| Problem requirements |
Transcribe the data in full; each line must match exactly.

| Listed entries |
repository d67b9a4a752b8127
//! `fast-int-map` is a map from small `usize` keys to small `u32` values that
//! does not allocate in the common case.
//!
//! ## Key Features:
//!
//! - **Inline storage**: while every key is below the layout's capacity and
//!   every value fits in its field width, a [`FastIntMap`] is two `u64` words:
//!   a presence bitmap and a packed array of values. With the default
//!   [`Nibble`] layout that is 16 keys with values in `0..=15`.
//!
//! - **One-way promotion**: the first insert that doesn't fit moves all pairs
//!   into a slot vector indexed by key. After that the map never returns to
//!   inline storage.
//!
//! - **Ordered traversal**: iteration, [`IntMapRead::for_each`], and
//!   [`IntMapRead::max_key`] behave identically in both representations and
//!   always visit keys in ascending order.

use thiserror::Error;

mod inline;
mod layout;
mod map;
mod overflow;
mod traits;

#[cfg(any(test, feature = "testutil"))]
pub mod testutil;

pub use inline::InlineMap;
pub use layout::{Byte, Crumb, Layout, Nibble};
pub use map::{FastIntMap, StorageKind};
pub use overflow::OverflowMap;
pub use traits::{IntMapRead, IntMapWrite};

/// Errors returned when parsing a [`FastIntMap`] from its `Display` form.
#[derive(Debug, Error, Clone, PartialEq, Eq)]
pub enum ParseErr {
    #[error("entry `{0}` is missing a `:` separator")]
    MissingSeparator(String),

    #[error("entry `{0}` has an invalid key")]
    InvalidKey(String),

    #[error("entry `{0}` has an invalid value")]
    InvalidValue(String),

    #[error("duplicate key {0}")]
    DuplicateKey(usize),
}
use std::collections::BTreeMap;

use itertools::assert_equal;
use proptest::{collection::SizeRange, prelude::*};
use rand::{Rng, SeedableRng, rngs::StdRng};

use crate::traits::{IntMapRead, IntMapWrite};

/// A single map mutation.
#[derive(Debug, Clone, Copy, PartialEq, Eq)]
pub enum Op {
    Set(usize, u32),
    Unset(usize),
}

impl Op {
    /// Apply this op to both the map under test and a reference map.
    pub fn apply<M: IntMapWrite>(self, map: &mut M, reference: &mut BTreeMap<usize, u32>) {
        match self {
            Op::Set(key, value) => {
                map.set(key, value);
                reference.insert(key, value);
            }
            Op::Unset(key) => {
                let removed = map.unset(key);
                assert_eq!(
                    removed,
                    reference.remove(&key).is_some(),
                    "unset({key}) disagrees with reference"
                );
            }
        }
    }
}

/// Generates a seeded stream of random ops with keys in `[0, key_range)` and
/// values in `[0, value_range)`. Sets and unsets are equally likely.
pub struct OpGen {
    rng: StdRng,
    key_range: usize,
    value_range: u32,
}

impl OpGen {
    pub fn new(seed: u64, key_range: usize, value_range: u32) -> Self {
        let rng = StdRng::seed_from_u64(seed);
        Self { rng, key_range, value_range }
    }

    pub fn next_op(&mut self) -> Op {
        let key = self.rng.random_range(0..self.key_range);
        if self.rng.random_bool(0.5) {
            Op::Set(key, self.rng.random_range(0..self.value_range))
        } else {
            Op::Unset(key)
        }
    }

    /// Returns `len` random `(key, value)` pairs.
    pub fn pairs(&mut self, len: usize) -> Vec<(usize, u32)> {
        (0..len)
            .map(|_| {
                (
                    self.rng.random_range(0..self.key_range),
                    self.rng.random_range(0..self.value_range),
                )
            })
            .collect()
    }

    /// Returns `len` random keys.
    pub fn keys(&mut self, len: usize) -> Vec<usize> {
        (0..len)
            .map(|_| self.rng.random_range(0..self.key_range))
            .collect()
    }

    /// Returns true with probability `1/n`.
    pub fn one_in(&mut self, n: u32) -> bool {
        self.rng.random_ratio(1, n)
    }
}

/// A proptest strategy producing sequences of ops.
pub fn ops_strategy(
    key_range: usize,
    value_range: u32,
    len: impl Into<SizeRange>,
) -> impl Strategy<Value = Vec<Op>> {
    let op = prop_oneof![
        (0..key_range, 0..value_range).prop_map(|(key, value)| Op::Set(key, value)),
        (0..key_range).prop_map(Op::Unset),
    ];
    proptest::collection::vec(op, len)
}

/// Assert that `map` agrees with `reference` for every key in
/// `[0, key_range)` and for every whole-map query.
#[track_caller]
pub fn check_against_reference<M: IntMapRead>(
    map: &M,
    reference: &BTreeMap<usize, u32>,
    key_range: usize,
) {
    for key in 0..key_range {
        assert_eq!(
            map.get(key),
            reference.get(&key).copied(),
            "incorrect result for key {key}"
        );
        assert_eq!(map.contains(key), reference.contains_key(&key));
    }

    assert_eq!(map.len(), reference.len(), "incorrect len");
    assert_eq!(map.is_empty(), reference.is_empty());
    assert_eq!(
        map.max_key(),
        reference.keys().next_back().copied(),
        "incorrect max_key"
    );
    assert_eq!(map.max_value(), reference.values().copied().max());

    let mut visited = Vec::with_capacity(reference.len());
    map.for_each(|key, value| visited.push((key, value)));
    assert_equal(visited, reference.iter().map(|(&k, &v)| (k, v)));
    assert_equal(map.iter(), reference.iter().map(|(&k, &v)| (k, v)));
}
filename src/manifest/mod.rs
pub(crate) mod model;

| Your solution |
repository d67b9a4a752b8127
//! `fast-int-map` is a map from small `usize` keys to small `u32` values that
//! does not allocate in the common case.
//!
//! ## Key Features:
//!
//! - **Inline storage**: while every key is below the layout's capacity and
//!   every value fits in its field width, a [`FastIntMap`] is two `u64` words:
//!   a presence bitmap and a packed array of values. With the default
//!   [`Nibble`] layout that is 16 keys with values in `0..=15`.
//!
//! - **One-way promotion**: the first insert that doesn't fit moves all pairs
//!   into a slot vector indexed by key. After that the map never returns to
//!   inline storage.
//!
//! - **Ordered traversal**: iteration, [`IntMapRead::for_each`], and
//!   [`IntMapRead::max_key`] behave identically in both representations and
//!   always visit keys in ascending order.

use thiserror::Error;

mod inline;
mod layout;
mod map;
mod overflow;
mod traits;

#[cfg(any(test, feature = "testutil"))]
pub mod testutil;

pub use inline::InlineMap;
pub use layout::{Byte, Crumb, Layout, Nibble};
pub use map::{FastIntMap, StorageKind};
pub use overflow::OverflowMap;
pub use traits::{IntMapRead, IntMapWrite};

/// Errors returned when parsing a [`FastIntMap`] from its `Display` form.
#[derive(Debug, Error, Clone, PartialEq, Eq)]
pub enum ParseErr {
    #[error("entry `{0}` is missing a `:` separator")]
    MissingSeparator(String),

    #[error("entry `{0}` has an invalid key")]
    InvalidKey(String),

    #[error("entry `{0}` has an invalid value")]
    InvalidValue(String),

    #[error("duplicate key {0}")]
    DuplicateKey(usize),
}
use std::collections::BTreeMap;

use itertools::assert_equal;
use proptest::{collection::SizeRange, prelude::*};
use rand::{Rng, SeedableRng, rngs::StdRng};

use crate::traits::{IntMapRead, IntMapWrite};

/// A single map mutation.
#[derive(Debug, Clone, Copy, PartialEq, Eq)]
pub enum Op {
    Set(usize, u32),
    Unset(usize),
}

impl Op {
    /// Apply this op to both the map under test and a reference map.
    pub fn apply<M: IntMapWrite>(self, map: &mut M, reference: &mut BTreeMap<usize, u32>) {
        match self {
            Op::Set(key, value) => {
                map.set(key, value);
                reference.insert(key, value);
            }
            Op::Unset(key) => {
                let removed = map.unset(key);
                assert_eq!(
                    removed,
                    reference.remove(&key).is_some(),
                    "unset({key}) disagrees with reference"
                );
            }
        }
    }
}

/// Generates a seeded stream of random ops with keys in `[0, key_range)` and
/// values in `[0, value_range)`. Sets and unsets are equally likely.
pub struct OpGen {
    rng: StdRng,
    key_range: usize,
    value_range: u32,
}

impl OpGen {
    pub fn new(seed: u64, key_range: usize, value_range: u32) -> Self {
        let rng = StdRng::seed_from_u64(seed);
        Self { rng, key_range, value_range }
    }

    pub fn next_op(&mut self) -> Op {
        let key = self.rng.random_range(0..self.key_range);
        if self.rng.random_bool(0.5) {
            Op::Set(key, self.rng.random_range(0..self.value_range))
        } else {
            Op::Unset(key)
        }
    }

    /// Returns `len` random `(key, value)` pairs.
    pub fn pairs(&mut self, len: usize) -> Vec<(usize, u32)> {
        (0..len)
            .map(|_| {
                (
                    self.rng.random_range(0..self.key_range),
                    self.rng.random_range(0..self.value_range),
                )
            })
            .collect()
    }

    /// Returns `len` random keys.
    pub fn keys(&mut self, len: usize) -> Vec<usize> {
        (0..len)
            .map(|_| self.rng.random_range(0..self.key_range))
            .collect()
    }

    /// Returns true with probability `1/n`.
    pub fn one_in(&mut self, n: u32) -> bool {
        self.rng.random_ratio(1, n)
    }
}

/// A proptest strategy producing sequences of ops.
pub fn ops_strategy(
    key_range: usize,
    value_range: u32,
    len: impl Into<SizeRange>,
) -> impl Strategy<Value = Vec<Op>> {
    let op = prop_oneof![
        (0..key_range, 0..value_range).prop_map(|(key, value)| Op::Set(key, value)),
        (0..key_range).prop_map(Op::Unset),
    ];
    proptest::collection::vec(op, len)
}

/// Assert that `map` agrees with `reference` for every key in
/// `[0, key_range)` and for every whole-map query.
#[track_caller]
pub fn check_against_reference<M: IntMapRead>(
    map: &M,
    reference: &BTreeMap<usize, u32>,
    key_range: usize,
) {
    for key in 0..key_range {
        assert_eq!(
            map.get(key),
            reference.get(&key).copied(),
            "incorrect result for key {key}"
        );
        assert_eq!(map.contains(key), reference.contains_key(&key));
    }

    assert_eq!(map.len(), reference.len(), "incorrect len");
    assert_eq!(map.is_empty(), reference.is_empty());
    assert_eq!(
        map.max_key(),
        reference.keys().next_back().copied(),
        "incorrect max_key"
    );
    assert_eq!(map.max_value(), reference.values().copied().max());

    let mut visited = Vec::with_capacity(reference.len());
    map.for_each(|key, value| visited.push((key, value)));
    assert_equal(visited, reference.iter().map(|(&k, &v)| (k, v)));
    assert_equal(map.iter(), reference.iter().map(|(&k, &v)| (k, v)));
}
filename src/manifest/mod.rs
pub(crate) mod model;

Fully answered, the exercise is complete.